Федя останавливается у овражка, достает из кармана электрический фонарь. Бледное пятно света прыгает по камням обрыва, по бурьяну.
— Видишь, вот уже и начались сланцы. Это хлоритовый сланец, здесь тоже можно ждать железняка.
— Давай испытаем, — предлагает Валя, сбрасывая с плеча кирку. — Ну, на счастье!
— Нет, не спеши… Счастье само не идет в руки.
За пажитью стеной начинается лес. Узкая тропинка заросла высокой травой. Дубы, пятнистые от луны, жадно сплелись ветвями. Я иду впереди. Опять скользит холодок под сердцем, — так было в разведке, в дозоре, где еще?.. Смутная радость, и опасение, и ожидание удачи, и вот — каждый шорох за кустами, отклики в лесу, сама тишина — все многозначительно и тревожно.
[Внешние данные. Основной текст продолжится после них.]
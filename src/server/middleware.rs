use axum::extract::{Request, State};
use axum::http::{header, StatusCode};
use axum::middleware::Next;
use axum::response::{IntoResponse, Json, Response};

use super::{AppState, ErrorResponse};

fn constant_time_str_eq(left: &str, right: &str) -> bool {
    let left_bytes = left.as_bytes();
    let right_bytes = right.as_bytes();
    let max_len = left_bytes.len().max(right_bytes.len());
    let mut diff = left_bytes.len() ^ right_bytes.len();

    for i in 0..max_len {
        let l = left_bytes.get(i).copied().unwrap_or(0);
        let r = right_bytes.get(i).copied().unwrap_or(0);
        diff |= (l ^ r) as usize;
    }

    diff == 0
}

fn bearer_value(request: &Request) -> Option<&str> {
    request
        .headers()
        .get(header::AUTHORIZATION)
        .and_then(|h| h.to_str().ok())
        .and_then(|s| s.strip_prefix("Bearer ").or(Some(s)))
        .or_else(|| {
            request
                .headers()
                .get("x-api-key")
                .and_then(|h| h.to_str().ok())
        })
}

fn unauthorized(message: &str) -> Response {
    (
        StatusCode::UNAUTHORIZED,
        Json(ErrorResponse {
            error: message.to_string(),
        }),
    )
        .into_response()
}

/// Name attached to the request once its issued token validated.
#[derive(Clone, Debug)]
pub struct TokenIdentity {
    pub name: String,
}

/// Downstream data routes: a valid issued token is required; its
/// `last_used` is touched on the way through.
pub async fn bearer_auth_middleware(
    State(state): State<AppState>,
    request: Request,
    next: Next,
) -> Response {
    let Some(value) = bearer_value(&request) else {
        return unauthorized("missing bearer token");
    };
    if !state.token_store.validate(value) {
        tracing::warn!("Rejected request with invalid downstream token");
        return unauthorized("invalid bearer token");
    }
    if let Err(e) = state.token_store.touch(value) {
        tracing::warn!("Failed to touch token last_used: {}", e);
    }

    let identity = state
        .token_store
        .list()
        .into_iter()
        .find(|t| t.value == value)
        .map(|t| TokenIdentity { name: t.name });
    let (mut parts, body) = request.into_parts();
    if let Some(identity) = identity {
        parts.extensions.insert(identity);
    }
    next.run(Request::from_parts(parts, body)).await
}

/// Admin routes: the operator password, presented as a bearer or via
/// `x-admin-password`. No configured password means no admin surface.
pub async fn admin_auth_middleware(
    State(state): State<AppState>,
    request: Request,
    next: Next,
) -> Response {
    let Some(expected) = state.admin_password.as_deref().filter(|p| !p.is_empty()) else {
        tracing::error!("Admin request rejected: ADMIN_PASSWORD is not configured");
        return unauthorized("admin access is not configured");
    };
    let provided = bearer_value(&request).or_else(|| {
        request
            .headers()
            .get("x-admin-password")
            .and_then(|h| h.to_str().ok())
    });
    match provided {
        Some(candidate) if constant_time_str_eq(candidate, expected) => next.run(request).await,
        _ => unauthorized("invalid admin credentials"),
    }
}
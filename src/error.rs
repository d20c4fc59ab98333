use serde::Serialize;
use thiserror::Error;

#[derive(Error, Debug)]
pub enum GatewayError {
    #[error("Network error: {0}")]
    Network(#[from] reqwest::Error),

    #[error("IO error: {0}")]
    Io(#[from] std::io::Error),

    #[error("Unauthorized: {0}")]
    Unauthorized(String),

    #[error("Not found: {0}")]
    NotFound(String),

    #[error("Invalid input: {0}")]
    InvalidInput(String),

    #[error("All accounts exhausted after {attempts} attempts for {url}")]
    ExhaustedAccounts { url: String, attempts: usize },

    #[error("Login failed: {0}")]
    Login(#[from] LoginError),

    /// The upstream answered but the body was not usable JSON, or was
    /// missing the structure every response of that endpoint carries.
    #[error("Upstream response unusable: {0}")]
    Upstream(String),

    #[error("Store error: {0}")]
    Store(String),

    #[error("Configuration error: {0}")]
    Config(String),
}

impl From<serde_json::Error> for GatewayError {
    fn from(e: serde_json::Error) -> Self {
        GatewayError::Upstream(e.to_string())
    }
}

impl Serialize for GatewayError {
    fn serialize<S>(&self, serializer: S) -> Result<S::Ok, S::Error>
    where
        S: serde::Serializer,
    {
        serializer.serialize_str(self.to_string().as_str())
    }
}

pub type GatewayResult<T> = Result<T, GatewayError>;

/// Failure taxonomy of the interactive login flow.
///
/// `Transient` failures may be retried by a later warm-up pass; `Fatal`
/// failures mark the account as failed until an operator reset.
#[derive(Error, Debug)]
pub enum LoginError {
    #[error("transient login failure: {0}")]
    Transient(String),

    #[error("login protocol error: {0}")]
    Protocol(String),

    #[error("fatal login failure: {0}")]
    Fatal(String),
}

impl LoginError {
    pub fn is_fatal(&self) -> bool {
        matches!(self, LoginError::Fatal(_))
    }
}

#[cfg(test)]
mod tests {
    use super::*;

    #[test]
    fn fatal_classification() {
        assert!(LoginError::Fatal("denied".into()).is_fatal());
        assert!(!LoginError::Transient("socket".into()).is_fatal());
        assert!(!LoginError::Protocol("errors[]".into()).is_fatal());
    }

    #[test]
    fn exhausted_error_names_url_and_attempts() {
        let e = GatewayError::ExhaustedAccounts {
            url: "https://api.twitter.com/x".into(),
            attempts: 3,
        };
        let msg = e.to_string();
        assert!(msg.contains("3 attempts"));
        assert!(msg.contains("https://api.twitter.com/x"));
    }
}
Но земля спокойна, как везде. Камни, белеющие сквозь листву, молчат. Что спрятано под ними? Кочки, рытвины, осыпи темны. Кажется, на всем особенные тени; чудится, слишком звонок чернозем…
Спускаясь по косогору, я отстаю на минуту, прижимаю ладонь к земле. Что-то холодноватое бьется под нею, холодноватое и быстрое, как струйка родника. Я принимаю руку — синий кузнечик вспыхивает под луной.
Тропинка сбегает вдоль обрыва, через заросли чаполочи и мха. Все осталось в овраге таким, как было в детстве. Только старый берест, на котором когда-то повесился пастух Афанасий, срублен, и даже пень выгорел.
На камнях у ручья мы садимся отдыхать. Федя снимает ботинки. Дальше — путь по ручью.
— Какие годы пролетели, Василий! Смотри — знакомая дорога. Это здесь волки следили за нами из-за каждого куста?
Валя смеется. Сложив ладони, она захватывает воду; полная сгущенного лунного света пена дымится в ее руках.
Закрыв глаза, я слушаю смех Вали. Я знаю все оттенки ее голоса — улыбку, радость, печаль, и как бы предчувствую их заранее. Но я никогда не скажу ей об этом. Нет, позже, наверное, скажу. Ну, может быть, пройдет пять лет. Я выучусь, стану техником…
Она оборачивается ко мне.
— Что ты бормочешь? Какие техники?
— Это я задумался, Валя. Я буду техником.
— Я тоже буду. Металлургом, — говорит Федя.
— А я геологом… Бродить… Выпытывать у земли секреты. Ставить первые колышки, первые отметки городов… Я уже говорил в ячейке, написали в Москву.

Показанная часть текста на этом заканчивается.